The latest actions make clear that the U.S. feels it must couple defensive and offensive action to “maintain as large of a lead as possible” over China, as National Security Advisor Jake Sullivan described. What is becoming clear, however, is that the Americans have already lost the initiative in many core technology-enabled areas.

Since 2017, the U.S. government has pursued a strategic “decoupling” whereby American economic and technological systems were to be disentangled from China. Many of the resulting sanctions, especially on the Chinese tech industry, foreshadowed those now being taken against Russia.

Putin’s descent into global pariah status has been a long time coming–yet the effectiveness of these sanctions has revealed the unintended consequences of sanctions against China. As one of the last American VCs in China and the son of the U.S. Air Force pilot who flew Henry Kissinger to Beijing, I have seen firsthand the nuance of our relationship.

To be clear, the U.S.-China relationship has significant tensions. Nevertheless, China is not Russia.

To start, decoupling pushed China further towards technological self-sufficiency, illuminating China’s technological vulnerabilities and providing a window to bridge these gaps. The effectiveness of future sanctions will be muted compared to those now being taken against Russia. This divergence will not only be a result of the size and sophistication of the Chinese economy–but also because America gave China years of lead time to prepare.

Sanctions on Russia were significantly strengthened precisely because America still controls Russia’s digital rails (operating systems and app stores). America’s decoupling policy needlessly made China fully aware of these vulnerabilities, spurring the Chinese to protect themselves and ultimately extend their commercial and political influence. 

In the field of semiconductors, human talent, private and public capital, and regulatory support mobilized en masse are enabling China to leap rungs on the evolutionary ladder of chip development. A recent report claims SMIC took just two years to leap from 14 nm to 7 nm–faster than TSMC and Samsung, without the most advanced production equipment.

The history of U.S. unilateral hardware sanctions against the Chinese is not pretty. In the 1990s, we decided to cut China’s access to US-built satellites. Other nations rushed to fill the market gap. Today, China consumes roughly 40% of the world’s chips. The Dutch, Koreans, and others will loathe abandoning this market to align with US sanctions. A former senior National Security Council official recently told me that even typical China hawks such as Japan and India were questioning the logic of the recent American action, which could actually trigger a rush from other nations to design-out U.S. products as quickly as possible, so as to not fall within the sanctions guidelines. The net effect here is clear “self-harm,” as a senior former NSC official told me this week.

Sanctions on China have also impacted America’s ability to win hearts, minds, and wallets globally. Decoupling actually encouraged Chinese dominance in other battleground markets by forcing Chinese tech to take ownership over app stores, hardware, and operating systems that were historicaly ceded to the Americans.

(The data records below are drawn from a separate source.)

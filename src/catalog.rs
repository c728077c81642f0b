use rand::seq::SliceRandom;
use rand::Rng;

/// Well-known movies the "Random Movie" button picks from, as
/// (IMDb id, title) pairs.
pub const POPULAR_MOVIES: &[(&str, &str)] = &[
    ("0111161", "The Shawshank Redemption"),
    ("0068646", "The Godfather"),
    ("0071562", "The Godfather Part II"),
    ("0468569", "The Dark Knight"),
    ("0050083", "12 Angry Men"),
    ("0108052", "Schindler's List"),
    ("0167260", "The Lord of the Rings: The Return of the King"),
    ("0110912", "Pulp Fiction"),
    ("0060196", "The Good, the Bad and the Ugly"),
    ("0120737", "The Lord of the Rings: The Fellowship of the Ring"),
    ("0137523", "Fight Club"),
    ("0109830", "Forrest Gump"),
    ("1375666", "Inception"),
    ("0080684", "Star Wars: Episode V - The Empire Strikes Back"),
    ("0167261", "The Lord of the Rings: The Two Towers"),
    ("0073486", "One Flew Over the Cuckoo's Nest"),
    ("0099685", "Goodfellas"),
    ("0133093", "The Matrix"),
    ("0047478", "Seven Samurai"),
    ("0317248", "City of God"),
    ("0114369", "Se7en"),
    ("0118799", "Life Is Beautiful"),
    ("0038650", "It's a Wonderful Life"),
    ("0102926", "The Silence of the Lambs"),
    ("0076759", "Star Wars"),
    ("0816692", "Interstellar"),
    ("0120689", "The Green Mile"),
    ("0103064", "Terminator 2: Judgment Day"),
    ("0120815", "Saving Private Ryan"),
    ("0245429", "Spirited Away"),
];

pub const FETCHING_RANDOM: &str = "Fetching a random popular movie...";

/// Uniformly random id from `POPULAR_MOVIES`
pub fn pick<R: Rng + ?Sized>(rng: &mut R) -> &'static str {
    POPULAR_MOVIES
        .choose(rng)
        .map(|(id, _)| *id)
        .unwrap_or(POPULAR_MOVIES[0].0)
}

pub fn contains(id: &str) -> bool {
    let bare = id.strip_prefix("tt").unwrap_or(id);
    POPULAR_MOVIES.iter().any(|(known, _)| *known == bare)
}

pub fn selected_status(title: &str) -> String {
    format!("Selected a random movie: {}", title)
}

#[cfg(test)]
mod tests {
    use super::*;
    use rand::rngs::StdRng;
    use rand::SeedableRng;
    use std::collections::HashSet;

    #[test]
    fn ids_are_unique_and_well_formed() {
        let ids: HashSet<_> = POPULAR_MOVIES.iter().map(|(id, _)| *id).collect();
        assert_eq!(ids.len(), POPULAR_MOVIES.len());
        for id in ids {
            assert_eq!(id.len(), 7);
            assert!(id.chars().all(|c| c.is_ascii_digit()));
        }
    }

    #[test]
    fn pick_always_comes_from_catalog() {
        let mut rng = StdRng::seed_from_u64(7);
        for _ in 0..200 {
            assert!(contains(pick(&mut rng)));
        }
    }

    #[test]
    fn pick_reaches_more_than_one_movie() {
        let mut rng = StdRng::seed_from_u64(42);
        let seen: HashSet<_> = (0..200).map(|_| pick(&mut rng)).collect();
        assert!(seen.len() > 1);
    }

    #[test]
    fn contains_accepts_prefixed_ids() {
        assert!(contains("tt0133093"));
        assert!(contains("0133093"));
        assert!(!contains("tt0000001"));
    }
}
//! Movie lookup providers
//!
//! A provider answers two questions: which movies match a title, and what
//! is known about one movie given its identifier. Calls block on network
//! I/O, so they are only ever made from worker threads or the console flow.

use crate::{
    error::AppResult,
    models::{MovieDetail, SearchResult},
};

pub mod omdb;

pub use omdb::OmdbProvider;

#[cfg_attr(test, mockall::automock)]
pub trait LookupProvider: Send + Sync {
    /// Search for movies by title
    fn search(&self, title: &str) -> AppResult<Vec<SearchResult>>;

    /// Fetch full metadata for one movie
    fn details(&self, id: &str) -> AppResult<MovieDetail>;

    /// Provider name for logging
    fn name(&self) -> &'static str;
}
//! Transaction records as exported by the bank, and their parser.

use crate::amount::Amount;
use crate::error::ParseError;
use chrono::NaiveDate;

/// Number of columns in an exported row.
pub const COLUMN_COUNT: usize = 9;

/// Direction token for money leaving the account ("Af" = off).
pub const OUTGOING_MARKER: &str = "Af";

const DATE_FORMAT: &str = "%Y%m%d";

/// One parsed row of the bank export.
///
/// Column order in the export is date, name, IBAN, counter IBAN, code,
/// direction, amount, kind, comments.
#[derive(Debug, Clone, PartialEq)]
pub struct TransactionRecord {
    /// Transaction date
    pub date: NaiveDate,

    /// Account holder or account description
    pub name: String,

    /// IBAN of the exported account
    pub iban: String,

    /// IBAN of the counterparty, if any
    pub other_iban: String,

    /// Short transaction code (e.g. `BA`, `GT`)
    pub code: String,

    /// `Af` when money leaves the account, `Bij` when it comes in
    pub direction: String,

    /// Signed amount; negative for outgoing transactions
    pub amount: Amount,

    /// Human readable transaction kind, matches `code`
    pub transaction_kind: String,

    /// Free text memo
    pub comments: String,

    /// Columns exactly as read
    pub raw_fields: Vec<String>,
}

impl TransactionRecord {
    /// Returns `true` if the direction marks money leaving the account.
    pub fn is_outgoing(&self) -> bool {
        self.direction.contains(OUTGOING_MARKER)
    }
}

/// Parses one row of raw columns into a [`TransactionRecord`].
///
/// Either the whole row parses or an error is returned.
pub fn parse_record<S: AsRef<str>>(raw: &[S]) -> Result<TransactionRecord, ParseError> {
    if raw.len() != COLUMN_COUNT {
        return Err(ParseError::RowShape {
            expected: COLUMN_COUNT,
            found: raw.len(),
        });
    }

    let fields: Vec<&str> = raw.iter().map(|s| s.as_ref()).collect();

    let date = parse_date(fields[0])?;
    let amount = Amount::parse_comma_decimal(fields[6]).map_err(|source| ParseError::Amount {
        value: fields[6].to_string(),
        source,
    })?;

    let mut record = TransactionRecord {
        date,
        name: fields[1].trim().to_string(),
        iban: fields[2].trim().to_string(),
        other_iban: fields[3].trim().to_string(),
        code: fields[4].trim().to_string(),
        direction: fields[5].trim().to_string(),
        amount,
        transaction_kind: fields[7].trim().to_string(),
        comments: fields[8].trim().to_string(),
        raw_fields: fields.iter().map(|s| s.to_string()).collect(),
    };

    if record.is_outgoing() {
        record.amount = record.amount.negative_abs();
    }

    Ok(record)
}

/// Parses a strict `YYYYMMDD` date: eight digits, nothing else.
fn parse_date(value: &str) -> Result<NaiveDate, ParseError> {
    if value.len() != 8 || !value.bytes().all(|b| b.is_ascii_digit()) {
        return Err(ParseError::Date {
            value: value.to_string(),
            reason: "expected 8 digits in YYYYMMDD form".to_string(),
        });
    }

    NaiveDate::parse_from_str(value, DATE_FORMAT).map_err(|e| ParseError::Date {
        value: value.to_string(),
        reason: e.to_string(),
    })
}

In 2019, Google forcibly removed its operating system and app store from Huawei phones after the United States Department of Commerce added the Chinese company to its trade restriction list. By 2020, Huawei announced it would use its internally built HarmonyOS on all of its hardware and would look to replace Google Play Store with its own AppGallery.

Once American-controlled app stores are removed from emerging market phones, Chinese companies can pre-load or provide exclusive access to Chinese applications, rather than their American competitors. Imagine a Huawei, Xiaomi, Oppo, Vivo, or Techno user in Africa only able to access Didi ride-hailing affiliates instead of Uber, Alipay mobile payment partners instead of PayPal, Shein affiliated e-commerce platforms instead of Amazon, TikTok instead of Facebook, Youku instead of YouTube, iQiyi instead of Netflix, etc. Chinese companies control 78% of the African feature phone market and provide almost 70% of Africa’s 4G networks. A significant segment of the African market now uses mobile interfaces that could potentially box out American-built applications. Aside from Samsung, there is no global handset (be it a smartphone or feature phone) alternative to the Chinese-built hardware.

Growing Chinese tech independence has also transformed U.S.-China competition across the globe. In an era where goodwill and economic ties scale exponentially through digital connectivity, decoupling hinders America’s strategic relationship with countries and global consumers, as it forces them into a binary decision on technology partnerships. Goaded by America to choose sides, many key emerging markets may elect to work with China.

To understand the growing power of Chinese competition, look no further than TikTok. Since it entered the American market, TikTok has exploded as the dominant both social and entertainment platform. In 2021, Americans spent an average of 25.6 hours a month on TikTok. This dwarfs the average time spent by Americans on TikTok’s competitors: Facebook (16.1 hours) and Instagram (7.7 hours). Only YouTube came close at 22.6 hours a month. Who has Netflix cited as amongst their most formidable competition in a letter to shareholders? TikTok. While TikTok and Netflix deliver different products, they are competing for the same thing: your attention. Time (or to be more specific, screen time) is finite. Netflix has a $10 billion production budget. TikTok’s users generate its content for free. The more time users spend on TikTok, the less there is available for other forms of socializing or entertainment.

TikTok isn’t just a threat to traditional American social media, entertainment, and news platforms. Google’s two-decade unchallenged dominance as a search engine is eroding, as TikTok’s native search capabilities become the go-to hub for GenZ. The company is now expanding into e-commerce and logistics, threatening American giants like Amazon. 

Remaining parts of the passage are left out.